Records shown |

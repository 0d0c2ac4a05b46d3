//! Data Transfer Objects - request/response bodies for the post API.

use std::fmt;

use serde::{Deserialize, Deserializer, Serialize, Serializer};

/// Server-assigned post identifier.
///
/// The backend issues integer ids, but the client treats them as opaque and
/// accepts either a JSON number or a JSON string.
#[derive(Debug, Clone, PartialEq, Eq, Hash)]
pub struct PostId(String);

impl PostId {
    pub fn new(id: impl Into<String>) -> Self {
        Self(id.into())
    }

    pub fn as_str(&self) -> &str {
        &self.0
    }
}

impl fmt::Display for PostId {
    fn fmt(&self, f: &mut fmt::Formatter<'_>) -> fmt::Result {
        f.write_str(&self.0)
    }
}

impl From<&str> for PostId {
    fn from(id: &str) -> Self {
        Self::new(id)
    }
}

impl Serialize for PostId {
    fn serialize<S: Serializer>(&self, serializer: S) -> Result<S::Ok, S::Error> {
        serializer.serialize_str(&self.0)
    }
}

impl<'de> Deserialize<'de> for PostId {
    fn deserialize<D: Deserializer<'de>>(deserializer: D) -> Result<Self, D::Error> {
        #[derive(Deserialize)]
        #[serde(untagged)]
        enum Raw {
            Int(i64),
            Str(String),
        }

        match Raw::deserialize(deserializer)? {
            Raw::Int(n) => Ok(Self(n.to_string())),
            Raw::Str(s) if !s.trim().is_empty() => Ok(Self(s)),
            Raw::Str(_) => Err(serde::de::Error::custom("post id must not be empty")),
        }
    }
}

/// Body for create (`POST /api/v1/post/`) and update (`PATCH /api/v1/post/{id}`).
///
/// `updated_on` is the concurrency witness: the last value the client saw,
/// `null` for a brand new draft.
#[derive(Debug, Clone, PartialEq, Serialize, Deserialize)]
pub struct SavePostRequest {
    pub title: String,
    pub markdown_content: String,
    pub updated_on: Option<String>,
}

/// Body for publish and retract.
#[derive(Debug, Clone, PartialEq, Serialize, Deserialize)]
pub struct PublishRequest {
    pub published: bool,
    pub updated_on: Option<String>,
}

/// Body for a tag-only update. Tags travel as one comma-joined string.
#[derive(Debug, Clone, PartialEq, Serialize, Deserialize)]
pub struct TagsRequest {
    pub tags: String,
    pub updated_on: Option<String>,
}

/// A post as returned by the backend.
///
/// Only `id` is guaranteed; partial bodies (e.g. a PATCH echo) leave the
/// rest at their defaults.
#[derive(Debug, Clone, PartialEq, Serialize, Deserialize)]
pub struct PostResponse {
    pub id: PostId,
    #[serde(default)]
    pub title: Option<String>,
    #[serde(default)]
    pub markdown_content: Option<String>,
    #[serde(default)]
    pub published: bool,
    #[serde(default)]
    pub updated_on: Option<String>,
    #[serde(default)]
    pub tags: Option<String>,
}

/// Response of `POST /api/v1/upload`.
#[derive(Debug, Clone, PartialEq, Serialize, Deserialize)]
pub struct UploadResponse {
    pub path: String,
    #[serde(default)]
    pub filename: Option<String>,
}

---

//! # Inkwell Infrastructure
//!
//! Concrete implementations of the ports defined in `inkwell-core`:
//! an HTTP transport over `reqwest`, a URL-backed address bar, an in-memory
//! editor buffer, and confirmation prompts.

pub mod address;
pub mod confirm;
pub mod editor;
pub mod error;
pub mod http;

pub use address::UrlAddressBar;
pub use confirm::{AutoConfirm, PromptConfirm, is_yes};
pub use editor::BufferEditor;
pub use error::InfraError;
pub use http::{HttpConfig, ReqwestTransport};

==

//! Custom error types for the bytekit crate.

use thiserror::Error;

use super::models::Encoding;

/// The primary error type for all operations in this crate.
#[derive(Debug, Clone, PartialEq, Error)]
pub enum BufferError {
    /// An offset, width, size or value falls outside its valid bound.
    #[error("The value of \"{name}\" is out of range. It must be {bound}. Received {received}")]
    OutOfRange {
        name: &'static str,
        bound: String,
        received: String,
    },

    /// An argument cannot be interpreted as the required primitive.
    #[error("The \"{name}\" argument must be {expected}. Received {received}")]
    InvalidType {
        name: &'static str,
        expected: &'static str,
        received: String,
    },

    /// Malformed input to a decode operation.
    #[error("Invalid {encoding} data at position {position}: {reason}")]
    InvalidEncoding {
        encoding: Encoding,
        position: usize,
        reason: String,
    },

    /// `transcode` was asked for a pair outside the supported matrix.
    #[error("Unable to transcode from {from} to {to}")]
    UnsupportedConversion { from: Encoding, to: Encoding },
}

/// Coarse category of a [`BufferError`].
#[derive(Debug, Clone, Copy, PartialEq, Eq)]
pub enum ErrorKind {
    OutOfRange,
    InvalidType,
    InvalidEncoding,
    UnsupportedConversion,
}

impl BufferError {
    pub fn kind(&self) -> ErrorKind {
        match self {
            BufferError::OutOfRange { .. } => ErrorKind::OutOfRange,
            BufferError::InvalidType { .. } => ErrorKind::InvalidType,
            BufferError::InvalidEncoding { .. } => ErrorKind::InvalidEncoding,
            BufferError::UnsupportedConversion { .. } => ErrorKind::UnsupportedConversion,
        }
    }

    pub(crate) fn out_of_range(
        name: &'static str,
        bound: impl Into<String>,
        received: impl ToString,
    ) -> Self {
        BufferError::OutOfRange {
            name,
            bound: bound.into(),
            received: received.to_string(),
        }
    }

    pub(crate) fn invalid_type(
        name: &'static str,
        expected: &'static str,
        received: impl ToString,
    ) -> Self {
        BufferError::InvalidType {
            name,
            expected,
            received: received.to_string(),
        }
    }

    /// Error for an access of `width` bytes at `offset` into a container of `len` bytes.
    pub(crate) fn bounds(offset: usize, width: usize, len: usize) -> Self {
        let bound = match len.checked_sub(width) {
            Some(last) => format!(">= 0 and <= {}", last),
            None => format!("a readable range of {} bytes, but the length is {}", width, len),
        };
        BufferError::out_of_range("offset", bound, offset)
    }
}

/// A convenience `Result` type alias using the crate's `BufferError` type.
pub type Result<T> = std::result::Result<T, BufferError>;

What is being asked | Lines in the records above that carry the word "UnsupportedConversion" are to be located and copied.

Response to this exercise |
    UnsupportedConversion { from: Encoding, to: Encoding },
    UnsupportedConversion,
            BufferError::UnsupportedConversion { .. } => ErrorKind::UnsupportedConversion,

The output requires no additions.